**PROBLEM REQUIREMENTS**.
Set the data down again, exactly as it appears below.

**EXCERPTED DATA**.
------
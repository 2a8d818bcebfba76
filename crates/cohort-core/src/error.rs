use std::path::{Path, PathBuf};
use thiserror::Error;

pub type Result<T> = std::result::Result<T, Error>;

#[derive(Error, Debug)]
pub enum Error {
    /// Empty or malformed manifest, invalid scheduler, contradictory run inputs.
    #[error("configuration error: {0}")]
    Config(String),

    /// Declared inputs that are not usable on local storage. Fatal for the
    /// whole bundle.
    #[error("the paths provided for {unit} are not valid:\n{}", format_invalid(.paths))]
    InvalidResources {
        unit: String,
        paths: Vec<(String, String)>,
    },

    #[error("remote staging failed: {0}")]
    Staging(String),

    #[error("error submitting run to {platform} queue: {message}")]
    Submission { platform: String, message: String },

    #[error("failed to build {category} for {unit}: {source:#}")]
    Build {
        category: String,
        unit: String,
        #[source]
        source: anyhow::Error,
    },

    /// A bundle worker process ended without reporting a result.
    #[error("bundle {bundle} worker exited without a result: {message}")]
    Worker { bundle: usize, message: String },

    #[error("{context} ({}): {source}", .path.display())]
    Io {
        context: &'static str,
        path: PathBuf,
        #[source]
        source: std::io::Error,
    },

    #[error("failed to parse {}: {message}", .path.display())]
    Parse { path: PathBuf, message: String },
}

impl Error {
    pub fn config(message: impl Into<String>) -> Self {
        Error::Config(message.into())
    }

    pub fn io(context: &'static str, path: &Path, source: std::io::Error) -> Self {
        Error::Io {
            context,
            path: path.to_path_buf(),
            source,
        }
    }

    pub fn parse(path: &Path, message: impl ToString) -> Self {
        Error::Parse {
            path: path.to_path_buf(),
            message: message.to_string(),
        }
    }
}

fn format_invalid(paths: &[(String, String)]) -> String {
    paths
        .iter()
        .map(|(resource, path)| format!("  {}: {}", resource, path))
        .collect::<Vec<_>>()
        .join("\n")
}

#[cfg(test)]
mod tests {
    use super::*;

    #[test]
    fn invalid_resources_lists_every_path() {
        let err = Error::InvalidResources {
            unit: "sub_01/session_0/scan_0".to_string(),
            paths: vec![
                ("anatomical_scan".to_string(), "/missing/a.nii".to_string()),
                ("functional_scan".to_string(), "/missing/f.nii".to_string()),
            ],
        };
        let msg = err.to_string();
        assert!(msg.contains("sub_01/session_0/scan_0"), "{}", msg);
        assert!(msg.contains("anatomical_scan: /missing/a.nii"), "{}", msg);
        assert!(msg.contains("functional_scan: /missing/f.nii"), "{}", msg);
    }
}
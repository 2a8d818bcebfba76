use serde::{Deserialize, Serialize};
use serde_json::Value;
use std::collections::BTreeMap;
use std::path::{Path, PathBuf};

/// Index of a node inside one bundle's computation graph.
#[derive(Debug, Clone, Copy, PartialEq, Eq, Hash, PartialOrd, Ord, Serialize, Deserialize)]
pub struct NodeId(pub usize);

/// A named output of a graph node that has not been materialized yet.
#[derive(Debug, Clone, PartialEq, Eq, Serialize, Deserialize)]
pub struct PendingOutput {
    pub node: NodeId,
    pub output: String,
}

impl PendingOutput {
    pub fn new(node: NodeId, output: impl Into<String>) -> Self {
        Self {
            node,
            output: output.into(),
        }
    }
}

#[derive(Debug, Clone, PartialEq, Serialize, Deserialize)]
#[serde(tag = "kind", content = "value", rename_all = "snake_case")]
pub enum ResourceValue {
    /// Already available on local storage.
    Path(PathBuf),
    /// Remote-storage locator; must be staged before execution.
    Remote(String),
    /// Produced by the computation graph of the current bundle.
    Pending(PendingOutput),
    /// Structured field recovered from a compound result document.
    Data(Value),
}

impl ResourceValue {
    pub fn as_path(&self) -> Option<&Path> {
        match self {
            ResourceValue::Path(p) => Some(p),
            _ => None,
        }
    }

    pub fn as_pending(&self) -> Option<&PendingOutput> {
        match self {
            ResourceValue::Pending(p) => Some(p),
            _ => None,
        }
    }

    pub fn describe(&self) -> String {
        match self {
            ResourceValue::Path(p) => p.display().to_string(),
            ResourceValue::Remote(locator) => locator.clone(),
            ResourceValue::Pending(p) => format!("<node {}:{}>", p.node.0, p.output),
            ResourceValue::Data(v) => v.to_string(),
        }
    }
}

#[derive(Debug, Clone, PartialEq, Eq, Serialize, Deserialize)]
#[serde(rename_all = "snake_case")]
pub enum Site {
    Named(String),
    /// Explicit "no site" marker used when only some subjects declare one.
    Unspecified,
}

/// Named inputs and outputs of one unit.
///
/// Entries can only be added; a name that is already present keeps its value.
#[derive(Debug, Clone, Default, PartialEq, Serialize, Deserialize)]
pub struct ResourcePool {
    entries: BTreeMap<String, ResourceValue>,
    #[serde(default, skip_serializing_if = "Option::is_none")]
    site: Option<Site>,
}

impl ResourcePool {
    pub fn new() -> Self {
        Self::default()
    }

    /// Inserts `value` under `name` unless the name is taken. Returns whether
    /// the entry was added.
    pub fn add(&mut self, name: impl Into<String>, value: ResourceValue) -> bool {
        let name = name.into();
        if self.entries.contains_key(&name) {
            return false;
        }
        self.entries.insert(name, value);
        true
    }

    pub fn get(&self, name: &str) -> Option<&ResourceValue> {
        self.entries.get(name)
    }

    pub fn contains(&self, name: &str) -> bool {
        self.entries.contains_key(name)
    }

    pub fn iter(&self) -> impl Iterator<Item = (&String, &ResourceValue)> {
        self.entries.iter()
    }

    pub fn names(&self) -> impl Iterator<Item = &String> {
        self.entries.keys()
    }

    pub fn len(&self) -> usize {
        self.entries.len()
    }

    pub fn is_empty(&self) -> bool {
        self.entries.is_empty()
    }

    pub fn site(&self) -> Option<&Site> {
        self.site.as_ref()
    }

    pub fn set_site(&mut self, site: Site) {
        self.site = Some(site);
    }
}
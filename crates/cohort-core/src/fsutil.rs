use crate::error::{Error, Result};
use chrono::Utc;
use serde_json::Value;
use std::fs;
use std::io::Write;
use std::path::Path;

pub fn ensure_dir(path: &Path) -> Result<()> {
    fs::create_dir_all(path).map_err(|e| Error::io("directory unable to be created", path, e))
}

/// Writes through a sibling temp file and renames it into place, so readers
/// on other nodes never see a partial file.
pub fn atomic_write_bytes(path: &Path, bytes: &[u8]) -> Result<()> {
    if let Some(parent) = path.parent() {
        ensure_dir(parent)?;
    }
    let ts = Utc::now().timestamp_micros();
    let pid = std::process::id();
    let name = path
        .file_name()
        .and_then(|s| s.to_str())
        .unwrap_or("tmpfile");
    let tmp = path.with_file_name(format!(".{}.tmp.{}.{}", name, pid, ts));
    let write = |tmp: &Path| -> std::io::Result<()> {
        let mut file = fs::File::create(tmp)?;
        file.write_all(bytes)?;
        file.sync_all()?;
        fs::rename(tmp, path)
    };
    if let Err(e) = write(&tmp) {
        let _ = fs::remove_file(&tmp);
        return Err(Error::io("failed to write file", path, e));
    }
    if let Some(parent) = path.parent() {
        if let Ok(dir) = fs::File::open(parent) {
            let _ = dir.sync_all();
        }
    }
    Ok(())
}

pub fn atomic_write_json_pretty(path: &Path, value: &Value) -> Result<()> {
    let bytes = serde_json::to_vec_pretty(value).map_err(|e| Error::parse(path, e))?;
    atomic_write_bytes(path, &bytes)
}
------
**TASK RESPONSE**.
repository 2a8d818bcebfba76
filename crates/cohort-core/src/error.rs
use std::path::{Path, PathBuf};
use thiserror::Error;

pub type Result<T> = std::result::Result<T, Error>;

#[derive(Error, Debug)]
pub enum Error {
    /// Empty or malformed manifest, invalid scheduler, contradictory run inputs.
    #[error("configuration error: {0}")]
    Config(String),

    /// Declared inputs that are not usable on local storage. Fatal for the
    /// whole bundle.
    #[error("the paths provided for {unit} are not valid:\n{}", format_invalid(.paths))]
    InvalidResources {
        unit: String,
        paths: Vec<(String, String)>,
    },

    #[error("remote staging failed: {0}")]
    Staging(String),

    #[error("error submitting run to {platform} queue: {message}")]
    Submission { platform: String, message: String },

    #[error("failed to build {category} for {unit}: {source:#}")]
    Build {
        category: String,
        unit: String,
        #[source]
        source: anyhow::Error,
    },

    /// A bundle worker process ended without reporting a result.
    #[error("bundle {bundle} worker exited without a result: {message}")]
    Worker { bundle: usize, message: String },

    #[error("{context} ({}): {source}", .path.display())]
    Io {
        context: &'static str,
        path: PathBuf,
        #[source]
        source: std::io::Error,
    },

    #[error("failed to parse {}: {message}", .path.display())]
    Parse { path: PathBuf, message: String },
}

impl Error {
    pub fn config(message: impl Into<String>) -> Self {
        Error::Config(message.into())
    }

    pub fn io(context: &'static str, path: &Path, source: std::io::Error) -> Self {
        Error::Io {
            context,
            path: path.to_path_buf(),
            source,
        }
    }

    pub fn parse(path: &Path, message: impl ToString) -> Self {
        Error::Parse {
            path: path.to_path_buf(),
            message: message.to_string(),
        }
    }
}

fn format_invalid(paths: &[(String, String)]) -> String {
    paths
        .iter()
        .map(|(resource, path)| format!("  {}: {}", resource, path))
        .collect::<Vec<_>>()
        .join("\n")
}

#[cfg(test)]
mod tests {
    use super::*;

    #[test]
    fn invalid_resources_lists_every_path() {
        let err = Error::InvalidResources {
            unit: "sub_01/session_0/scan_0".to_string(),
            paths: vec![
                ("anatomical_scan".to_string(), "/missing/a.nii".to_string()),
                ("functional_scan".to_string(), "/missing/f.nii".to_string()),
            ],
        };
        let msg = err.to_string();
        assert!(msg.contains("sub_01/session_0/scan_0"), "{}", msg);
        assert!(msg.contains("anatomical_scan: /missing/a.nii"), "{}", msg);
        assert!(msg.contains("functional_scan: /missing/f.nii"), "{}", msg);
    }
}
repository 2a8d818bcebfba76
use serde::{Deserialize, Serialize};
use serde_json::Value;
use std::collections::BTreeMap;
use std::path::{Path, PathBuf};

/// Index of a node inside one bundle's computation graph.
#[derive(Debug, Clone, Copy, PartialEq, Eq, Hash, PartialOrd, Ord, Serialize, Deserialize)]
pub struct NodeId(pub usize);

/// A named output of a graph node that has not been materialized yet.
#[derive(Debug, Clone, PartialEq, Eq, Serialize, Deserialize)]
pub struct PendingOutput {
    pub node: NodeId,
    pub output: String,
}

impl PendingOutput {
    pub fn new(node: NodeId, output: impl Into<String>) -> Self {
        Self {
            node,
            output: output.into(),
        }
    }
}

#[derive(Debug, Clone, PartialEq, Serialize, Deserialize)]
#[serde(tag = "kind", content = "value", rename_all = "snake_case")]
pub enum ResourceValue {
    /// Already available on local storage.
    Path(PathBuf),
    /// Remote-storage locator; must be staged before execution.
    Remote(String),
    /// Produced by the computation graph of the current bundle.
    Pending(PendingOutput),
    /// Structured field recovered from a compound result document.
    Data(Value),
}

impl ResourceValue {
    pub fn as_path(&self) -> Option<&Path> {
        match self {
            ResourceValue::Path(p) => Some(p),
            _ => None,
        }
    }

    pub fn as_pending(&self) -> Option<&PendingOutput> {
        match self {
            ResourceValue::Pending(p) => Some(p),
            _ => None,
        }
    }

    pub fn describe(&self) -> String {
        match self {
            ResourceValue::Path(p) => p.display().to_string(),
            ResourceValue::Remote(locator) => locator.clone(),
            ResourceValue::Pending(p) => format!("<node {}:{}>", p.node.0, p.output),
            ResourceValue::Data(v) => v.to_string(),
        }
    }
}

#[derive(Debug, Clone, PartialEq, Eq, Serialize, Deserialize)]
#[serde(rename_all = "snake_case")]
pub enum Site {
    Named(String),
    /// Explicit "no site" marker used when only some subjects declare one.
    Unspecified,
}

/// Named inputs and outputs of one unit.
///
/// Entries can only be added; a name that is already present keeps its value.
#[derive(Debug, Clone, Default, PartialEq, Serialize, Deserialize)]
pub struct ResourcePool {
    entries: BTreeMap<String, ResourceValue>,
    #[serde(default, skip_serializing_if = "Option::is_none")]
    site: Option<Site>,
}

impl ResourcePool {
    pub fn new() -> Self {
        Self::default()
    }

    /// Inserts `value` under `name` unless the name is taken. Returns whether
    /// the entry was added.
    pub fn add(&mut self, name: impl Into<String>, value: ResourceValue) -> bool {
        let name = name.into();
        if self.entries.contains_key(&name) {
            return false;
        }
        self.entries.insert(name, value);
        true
    }

    pub fn get(&self, name: &str) -> Option<&ResourceValue> {
        self.entries.get(name)
    }

    pub fn contains(&self, name: &str) -> bool {
        self.entries.contains_key(name)
    }

    pub fn iter(&self) -> impl Iterator<Item = (&String, &ResourceValue)> {
        self.entries.iter()
    }

    pub fn names(&self) -> impl Iterator<Item = &String> {
        self.entries.keys()
    }

    pub fn len(&self) -> usize {
        self.entries.len()
    }

    pub fn is_empty(&self) -> bool {
        self.entries.is_empty()
    }

    pub fn site(&self) -> Option<&Site> {
        self.site.as_ref()
    }

    pub fn set_site(&mut self, site: Site) {
        self.site = Some(site);
    }
}
filename crates/cohort-core/src/fsutil.rs
use crate::error::{Error, Result};
use chrono::Utc;
use serde_json::Value;
use std::fs;
use std::io::Write;
use std::path::Path;

pub fn ensure_dir(path: &Path) -> Result<()> {
    fs::create_dir_all(path).map_err(|e| Error::io("directory unable to be created", path, e))
}

/// Writes through a sibling temp file and renames it into place, so readers
/// on other nodes never see a partial file.
pub fn atomic_write_bytes(path: &Path, bytes: &[u8]) -> Result<()> {
    if let Some(parent) = path.parent() {
        ensure_dir(parent)?;
    }
    let ts = Utc::now().timestamp_micros();
    let pid = std::process::id();
    let name = path
        .file_name()
        .and_then(|s| s.to_str())
        .unwrap_or("tmpfile");
    let tmp = path.with_file_name(format!(".{}.tmp.{}.{}", name, pid, ts));
    let write = |tmp: &Path| -> std::io::Result<()> {
        let mut file = fs::File::create(tmp)?;
        file.write_all(bytes)?;
        file.sync_all()?;
        fs::rename(tmp, path)
    };
    if let Err(e) = write(&tmp) {
        let _ = fs::remove_file(&tmp);
        return Err(Error::io("failed to write file", path, e));
    }
    if let Some(parent) = path.parent() {
        if let Ok(dir) = fs::File::open(parent) {
            let _ = dir.sync_all();
        }
    }
    Ok(())
}

pub fn atomic_write_json_pretty(path: &Path, value: &Value) -> Result<()> {
    let bytes = serde_json::to_vec_pretty(value).map_err(|e| Error::parse(path, e))?;
    atomic_write_bytes(path, &bytes)
}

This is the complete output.